## Exercise brief
Please filter the entries and return only the lines that include "ProductFilterParams".
─── Data to examine ───
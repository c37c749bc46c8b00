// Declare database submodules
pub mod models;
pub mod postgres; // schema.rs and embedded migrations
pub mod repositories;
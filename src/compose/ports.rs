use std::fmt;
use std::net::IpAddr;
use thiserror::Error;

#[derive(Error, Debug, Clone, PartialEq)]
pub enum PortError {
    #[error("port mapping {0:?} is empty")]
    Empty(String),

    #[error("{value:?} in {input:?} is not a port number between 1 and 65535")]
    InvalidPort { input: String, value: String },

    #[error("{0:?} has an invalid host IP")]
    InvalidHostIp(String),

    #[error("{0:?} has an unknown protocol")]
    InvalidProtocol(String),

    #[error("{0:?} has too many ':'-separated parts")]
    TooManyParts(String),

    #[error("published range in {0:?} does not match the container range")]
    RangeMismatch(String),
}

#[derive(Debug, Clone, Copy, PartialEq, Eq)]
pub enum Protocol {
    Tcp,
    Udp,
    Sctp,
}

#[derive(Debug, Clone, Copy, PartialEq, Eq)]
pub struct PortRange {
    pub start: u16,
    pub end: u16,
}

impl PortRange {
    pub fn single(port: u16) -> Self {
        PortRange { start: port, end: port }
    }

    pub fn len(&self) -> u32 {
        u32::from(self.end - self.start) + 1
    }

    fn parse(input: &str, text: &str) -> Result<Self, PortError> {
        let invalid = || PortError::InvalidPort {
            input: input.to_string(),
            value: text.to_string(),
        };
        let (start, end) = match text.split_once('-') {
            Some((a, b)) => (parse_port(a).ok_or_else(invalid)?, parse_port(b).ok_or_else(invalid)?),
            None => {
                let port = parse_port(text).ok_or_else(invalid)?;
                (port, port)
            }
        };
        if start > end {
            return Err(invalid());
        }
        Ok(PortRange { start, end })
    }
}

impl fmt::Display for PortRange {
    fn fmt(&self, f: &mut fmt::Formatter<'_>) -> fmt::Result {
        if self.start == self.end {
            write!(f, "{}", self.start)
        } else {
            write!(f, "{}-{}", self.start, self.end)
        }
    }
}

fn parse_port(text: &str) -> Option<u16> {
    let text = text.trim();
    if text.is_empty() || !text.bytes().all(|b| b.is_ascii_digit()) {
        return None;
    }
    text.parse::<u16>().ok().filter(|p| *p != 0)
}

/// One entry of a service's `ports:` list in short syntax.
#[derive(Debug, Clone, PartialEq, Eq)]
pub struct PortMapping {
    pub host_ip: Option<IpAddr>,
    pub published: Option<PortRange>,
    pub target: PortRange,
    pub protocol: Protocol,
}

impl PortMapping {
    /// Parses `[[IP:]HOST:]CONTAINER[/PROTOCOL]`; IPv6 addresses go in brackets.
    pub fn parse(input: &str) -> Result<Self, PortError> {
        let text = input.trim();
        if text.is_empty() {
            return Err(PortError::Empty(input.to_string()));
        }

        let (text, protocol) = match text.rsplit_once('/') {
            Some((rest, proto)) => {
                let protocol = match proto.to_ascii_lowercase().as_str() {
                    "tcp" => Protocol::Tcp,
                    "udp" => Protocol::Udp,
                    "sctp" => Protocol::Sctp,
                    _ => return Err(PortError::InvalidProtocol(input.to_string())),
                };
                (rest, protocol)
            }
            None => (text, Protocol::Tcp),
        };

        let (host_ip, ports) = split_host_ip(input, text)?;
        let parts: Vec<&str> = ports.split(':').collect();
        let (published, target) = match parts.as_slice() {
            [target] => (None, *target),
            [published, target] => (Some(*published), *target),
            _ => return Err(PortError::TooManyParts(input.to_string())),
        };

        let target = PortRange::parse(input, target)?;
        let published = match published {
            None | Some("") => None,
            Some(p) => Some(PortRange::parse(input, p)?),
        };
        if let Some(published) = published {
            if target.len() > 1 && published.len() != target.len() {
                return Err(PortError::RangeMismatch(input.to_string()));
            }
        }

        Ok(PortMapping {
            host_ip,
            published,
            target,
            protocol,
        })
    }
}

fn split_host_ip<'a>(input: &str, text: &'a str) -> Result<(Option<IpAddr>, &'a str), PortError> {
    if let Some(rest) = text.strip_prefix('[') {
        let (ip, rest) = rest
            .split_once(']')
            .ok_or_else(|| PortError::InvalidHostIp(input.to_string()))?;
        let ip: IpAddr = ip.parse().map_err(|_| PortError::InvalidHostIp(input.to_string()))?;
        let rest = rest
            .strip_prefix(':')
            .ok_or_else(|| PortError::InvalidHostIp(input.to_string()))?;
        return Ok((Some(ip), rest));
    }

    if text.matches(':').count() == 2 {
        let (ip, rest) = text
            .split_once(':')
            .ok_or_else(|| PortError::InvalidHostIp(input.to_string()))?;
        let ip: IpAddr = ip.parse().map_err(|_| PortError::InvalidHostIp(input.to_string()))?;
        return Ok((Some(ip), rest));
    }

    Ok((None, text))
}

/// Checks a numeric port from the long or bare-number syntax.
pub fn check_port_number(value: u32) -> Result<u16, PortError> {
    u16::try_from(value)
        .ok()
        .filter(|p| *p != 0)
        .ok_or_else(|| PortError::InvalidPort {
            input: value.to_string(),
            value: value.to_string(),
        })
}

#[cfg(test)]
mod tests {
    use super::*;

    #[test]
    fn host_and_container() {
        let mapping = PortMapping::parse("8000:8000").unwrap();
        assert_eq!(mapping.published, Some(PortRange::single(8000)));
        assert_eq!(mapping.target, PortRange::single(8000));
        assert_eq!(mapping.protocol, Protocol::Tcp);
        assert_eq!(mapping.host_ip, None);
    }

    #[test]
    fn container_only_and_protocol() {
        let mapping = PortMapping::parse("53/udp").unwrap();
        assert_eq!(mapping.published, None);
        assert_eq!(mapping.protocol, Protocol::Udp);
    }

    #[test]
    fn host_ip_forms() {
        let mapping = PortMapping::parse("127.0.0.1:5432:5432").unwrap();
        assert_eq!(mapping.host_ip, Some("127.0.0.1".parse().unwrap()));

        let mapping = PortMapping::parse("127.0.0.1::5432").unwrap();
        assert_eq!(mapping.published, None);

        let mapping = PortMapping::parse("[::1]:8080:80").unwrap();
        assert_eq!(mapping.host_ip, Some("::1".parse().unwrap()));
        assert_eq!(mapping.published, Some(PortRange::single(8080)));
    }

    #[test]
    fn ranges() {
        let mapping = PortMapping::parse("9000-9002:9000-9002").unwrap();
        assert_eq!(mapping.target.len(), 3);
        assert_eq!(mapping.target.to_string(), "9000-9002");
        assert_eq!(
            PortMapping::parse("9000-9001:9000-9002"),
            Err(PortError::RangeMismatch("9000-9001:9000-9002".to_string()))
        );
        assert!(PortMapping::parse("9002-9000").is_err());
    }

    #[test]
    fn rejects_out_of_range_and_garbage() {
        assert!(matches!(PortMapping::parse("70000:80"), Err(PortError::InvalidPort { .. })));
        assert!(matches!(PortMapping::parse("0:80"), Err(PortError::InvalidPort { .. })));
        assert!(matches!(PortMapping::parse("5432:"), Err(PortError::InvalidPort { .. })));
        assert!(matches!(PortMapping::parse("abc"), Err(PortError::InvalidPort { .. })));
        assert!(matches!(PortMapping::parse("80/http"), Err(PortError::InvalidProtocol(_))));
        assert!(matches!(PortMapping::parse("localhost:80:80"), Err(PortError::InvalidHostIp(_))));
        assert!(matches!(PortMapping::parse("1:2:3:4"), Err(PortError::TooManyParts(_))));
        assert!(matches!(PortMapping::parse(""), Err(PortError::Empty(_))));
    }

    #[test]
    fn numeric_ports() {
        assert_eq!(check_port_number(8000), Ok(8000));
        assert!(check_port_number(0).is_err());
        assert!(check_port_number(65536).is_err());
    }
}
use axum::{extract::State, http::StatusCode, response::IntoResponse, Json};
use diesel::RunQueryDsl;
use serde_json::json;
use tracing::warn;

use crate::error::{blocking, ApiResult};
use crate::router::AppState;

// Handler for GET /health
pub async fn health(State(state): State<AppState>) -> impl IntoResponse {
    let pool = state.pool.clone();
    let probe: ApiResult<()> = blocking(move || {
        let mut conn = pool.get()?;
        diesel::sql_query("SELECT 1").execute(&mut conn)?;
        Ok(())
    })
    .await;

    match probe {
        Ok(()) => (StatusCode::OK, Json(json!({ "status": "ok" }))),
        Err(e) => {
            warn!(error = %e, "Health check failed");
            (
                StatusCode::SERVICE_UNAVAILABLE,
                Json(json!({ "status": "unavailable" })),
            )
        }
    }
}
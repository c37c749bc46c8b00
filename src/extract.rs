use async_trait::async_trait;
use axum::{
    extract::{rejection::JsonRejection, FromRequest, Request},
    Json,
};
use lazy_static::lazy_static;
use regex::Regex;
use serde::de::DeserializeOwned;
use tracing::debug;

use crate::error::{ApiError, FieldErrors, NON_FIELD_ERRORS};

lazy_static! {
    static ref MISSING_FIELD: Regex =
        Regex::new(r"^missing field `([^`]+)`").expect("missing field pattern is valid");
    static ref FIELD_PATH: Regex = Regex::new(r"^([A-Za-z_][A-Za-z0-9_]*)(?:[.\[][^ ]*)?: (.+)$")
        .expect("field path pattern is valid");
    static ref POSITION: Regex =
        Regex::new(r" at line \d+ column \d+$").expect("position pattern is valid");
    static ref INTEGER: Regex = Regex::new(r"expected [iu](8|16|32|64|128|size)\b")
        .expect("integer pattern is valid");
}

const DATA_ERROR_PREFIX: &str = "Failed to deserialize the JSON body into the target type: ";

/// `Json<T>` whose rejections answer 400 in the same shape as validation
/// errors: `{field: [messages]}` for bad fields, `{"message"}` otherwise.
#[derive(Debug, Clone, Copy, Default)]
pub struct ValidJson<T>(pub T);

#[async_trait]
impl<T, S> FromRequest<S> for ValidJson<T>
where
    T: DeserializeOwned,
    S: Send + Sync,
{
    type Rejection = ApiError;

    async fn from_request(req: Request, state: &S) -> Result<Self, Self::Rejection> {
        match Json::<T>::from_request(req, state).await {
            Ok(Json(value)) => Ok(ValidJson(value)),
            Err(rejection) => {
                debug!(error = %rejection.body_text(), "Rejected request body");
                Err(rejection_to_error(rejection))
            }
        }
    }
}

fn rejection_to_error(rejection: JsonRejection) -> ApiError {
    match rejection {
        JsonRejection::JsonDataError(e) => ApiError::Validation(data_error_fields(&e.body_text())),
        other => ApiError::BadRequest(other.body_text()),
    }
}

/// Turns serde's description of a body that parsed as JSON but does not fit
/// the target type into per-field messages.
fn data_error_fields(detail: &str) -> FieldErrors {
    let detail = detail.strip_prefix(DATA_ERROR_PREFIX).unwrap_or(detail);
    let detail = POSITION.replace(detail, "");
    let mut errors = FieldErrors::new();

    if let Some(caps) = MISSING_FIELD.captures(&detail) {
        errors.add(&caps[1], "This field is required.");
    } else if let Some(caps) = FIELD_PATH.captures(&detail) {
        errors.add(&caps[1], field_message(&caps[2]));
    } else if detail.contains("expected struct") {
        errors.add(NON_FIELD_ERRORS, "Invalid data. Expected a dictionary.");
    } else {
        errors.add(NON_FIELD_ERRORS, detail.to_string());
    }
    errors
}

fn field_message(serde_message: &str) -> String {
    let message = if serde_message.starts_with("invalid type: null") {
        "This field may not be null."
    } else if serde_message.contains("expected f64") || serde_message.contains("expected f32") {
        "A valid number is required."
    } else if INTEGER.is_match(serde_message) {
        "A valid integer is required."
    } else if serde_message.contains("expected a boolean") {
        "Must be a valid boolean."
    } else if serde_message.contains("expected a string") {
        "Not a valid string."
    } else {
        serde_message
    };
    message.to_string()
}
───
─── Data to examine ───
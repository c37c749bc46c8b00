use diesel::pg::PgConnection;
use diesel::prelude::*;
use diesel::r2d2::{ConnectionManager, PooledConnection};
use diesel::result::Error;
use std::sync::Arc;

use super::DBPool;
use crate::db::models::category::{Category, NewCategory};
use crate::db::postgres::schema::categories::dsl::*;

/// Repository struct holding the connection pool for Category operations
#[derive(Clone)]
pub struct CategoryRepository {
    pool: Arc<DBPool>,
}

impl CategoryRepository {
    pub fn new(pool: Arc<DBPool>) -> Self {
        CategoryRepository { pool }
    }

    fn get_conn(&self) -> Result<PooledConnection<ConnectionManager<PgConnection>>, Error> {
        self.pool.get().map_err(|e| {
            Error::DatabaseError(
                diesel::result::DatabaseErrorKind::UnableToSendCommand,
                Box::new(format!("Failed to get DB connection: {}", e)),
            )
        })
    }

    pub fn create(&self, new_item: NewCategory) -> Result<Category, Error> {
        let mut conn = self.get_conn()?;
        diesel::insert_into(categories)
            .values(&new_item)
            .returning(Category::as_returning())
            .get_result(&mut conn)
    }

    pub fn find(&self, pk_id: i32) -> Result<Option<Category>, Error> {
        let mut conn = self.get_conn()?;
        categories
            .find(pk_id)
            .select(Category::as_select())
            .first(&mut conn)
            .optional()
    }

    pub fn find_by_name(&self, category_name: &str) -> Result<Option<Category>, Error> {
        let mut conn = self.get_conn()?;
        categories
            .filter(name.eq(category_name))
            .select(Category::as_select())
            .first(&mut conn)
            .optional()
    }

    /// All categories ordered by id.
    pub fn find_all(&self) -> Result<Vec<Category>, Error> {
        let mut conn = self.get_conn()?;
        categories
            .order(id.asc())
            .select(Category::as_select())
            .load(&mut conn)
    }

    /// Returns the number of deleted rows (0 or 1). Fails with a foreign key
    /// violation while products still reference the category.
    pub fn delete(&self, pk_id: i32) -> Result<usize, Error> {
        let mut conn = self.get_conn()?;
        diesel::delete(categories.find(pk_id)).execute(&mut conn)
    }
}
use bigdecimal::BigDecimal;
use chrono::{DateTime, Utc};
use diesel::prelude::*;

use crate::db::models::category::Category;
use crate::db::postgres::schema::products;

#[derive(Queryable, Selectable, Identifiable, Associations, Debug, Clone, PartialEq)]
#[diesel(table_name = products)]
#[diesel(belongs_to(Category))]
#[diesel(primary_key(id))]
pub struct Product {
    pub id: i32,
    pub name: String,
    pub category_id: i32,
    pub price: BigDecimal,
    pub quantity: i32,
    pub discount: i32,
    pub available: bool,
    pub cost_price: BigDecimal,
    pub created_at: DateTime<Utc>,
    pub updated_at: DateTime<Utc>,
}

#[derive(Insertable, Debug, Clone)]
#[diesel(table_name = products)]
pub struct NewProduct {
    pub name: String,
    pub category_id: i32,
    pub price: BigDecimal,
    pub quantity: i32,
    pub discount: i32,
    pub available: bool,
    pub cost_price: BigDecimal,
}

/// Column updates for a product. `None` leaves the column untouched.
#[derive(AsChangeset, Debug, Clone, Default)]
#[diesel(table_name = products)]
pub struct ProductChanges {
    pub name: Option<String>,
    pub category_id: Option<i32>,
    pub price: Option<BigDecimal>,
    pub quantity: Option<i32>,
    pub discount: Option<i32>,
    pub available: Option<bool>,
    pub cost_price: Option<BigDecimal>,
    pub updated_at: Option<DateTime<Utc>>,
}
───
─── Data to examine ───
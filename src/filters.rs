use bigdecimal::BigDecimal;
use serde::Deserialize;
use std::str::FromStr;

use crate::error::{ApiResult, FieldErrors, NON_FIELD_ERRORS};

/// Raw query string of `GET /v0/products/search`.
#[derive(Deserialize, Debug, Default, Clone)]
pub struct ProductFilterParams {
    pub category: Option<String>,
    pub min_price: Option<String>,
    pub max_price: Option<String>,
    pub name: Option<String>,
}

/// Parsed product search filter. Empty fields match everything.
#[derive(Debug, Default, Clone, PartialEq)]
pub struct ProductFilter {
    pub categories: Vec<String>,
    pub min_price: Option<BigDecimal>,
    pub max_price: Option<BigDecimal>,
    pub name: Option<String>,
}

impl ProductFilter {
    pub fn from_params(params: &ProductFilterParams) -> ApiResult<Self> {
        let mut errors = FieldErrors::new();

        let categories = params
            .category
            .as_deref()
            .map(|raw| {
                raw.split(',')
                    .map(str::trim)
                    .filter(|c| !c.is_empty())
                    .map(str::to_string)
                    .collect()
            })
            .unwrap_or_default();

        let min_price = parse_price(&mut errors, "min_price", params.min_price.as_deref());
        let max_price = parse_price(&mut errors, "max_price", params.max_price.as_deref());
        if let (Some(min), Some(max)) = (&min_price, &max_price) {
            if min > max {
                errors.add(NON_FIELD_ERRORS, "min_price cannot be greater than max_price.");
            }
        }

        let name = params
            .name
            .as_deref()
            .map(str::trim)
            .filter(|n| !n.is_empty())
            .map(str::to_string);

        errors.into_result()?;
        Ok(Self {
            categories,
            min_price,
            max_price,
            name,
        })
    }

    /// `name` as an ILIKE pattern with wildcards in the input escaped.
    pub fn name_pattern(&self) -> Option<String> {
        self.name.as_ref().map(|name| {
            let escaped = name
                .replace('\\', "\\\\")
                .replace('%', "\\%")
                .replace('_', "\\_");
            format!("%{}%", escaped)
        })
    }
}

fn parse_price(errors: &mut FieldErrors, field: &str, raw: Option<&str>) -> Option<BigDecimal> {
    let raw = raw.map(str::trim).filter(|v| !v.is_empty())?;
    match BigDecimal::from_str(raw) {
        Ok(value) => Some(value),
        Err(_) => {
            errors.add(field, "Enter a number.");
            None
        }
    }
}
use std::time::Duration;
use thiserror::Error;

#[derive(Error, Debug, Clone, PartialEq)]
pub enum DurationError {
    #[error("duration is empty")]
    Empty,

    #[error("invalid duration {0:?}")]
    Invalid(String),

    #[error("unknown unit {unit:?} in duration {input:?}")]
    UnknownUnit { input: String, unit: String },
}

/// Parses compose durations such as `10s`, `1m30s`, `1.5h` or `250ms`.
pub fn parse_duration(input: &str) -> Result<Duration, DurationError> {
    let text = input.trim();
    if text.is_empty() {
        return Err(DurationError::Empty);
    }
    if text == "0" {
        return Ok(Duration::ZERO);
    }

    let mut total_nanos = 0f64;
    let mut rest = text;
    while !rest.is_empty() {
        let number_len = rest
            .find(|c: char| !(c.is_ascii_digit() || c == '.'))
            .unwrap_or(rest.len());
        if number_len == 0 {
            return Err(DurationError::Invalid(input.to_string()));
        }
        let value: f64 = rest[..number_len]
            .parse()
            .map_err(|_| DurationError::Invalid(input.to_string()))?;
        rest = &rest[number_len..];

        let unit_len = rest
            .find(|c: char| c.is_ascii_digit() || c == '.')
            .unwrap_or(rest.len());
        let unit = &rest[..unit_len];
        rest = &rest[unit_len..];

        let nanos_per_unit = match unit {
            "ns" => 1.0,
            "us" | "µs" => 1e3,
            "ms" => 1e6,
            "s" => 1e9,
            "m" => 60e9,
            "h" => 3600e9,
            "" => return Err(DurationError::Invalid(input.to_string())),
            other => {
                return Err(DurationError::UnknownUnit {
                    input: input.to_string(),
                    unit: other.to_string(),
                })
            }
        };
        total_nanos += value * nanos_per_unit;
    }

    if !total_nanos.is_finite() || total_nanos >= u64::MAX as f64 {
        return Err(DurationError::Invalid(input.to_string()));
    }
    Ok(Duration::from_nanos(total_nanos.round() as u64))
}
───
## Answer for this exercise
pub struct ProductFilterParams {
    pub fn from_params(params: &ProductFilterParams) -> ApiResult<Self> {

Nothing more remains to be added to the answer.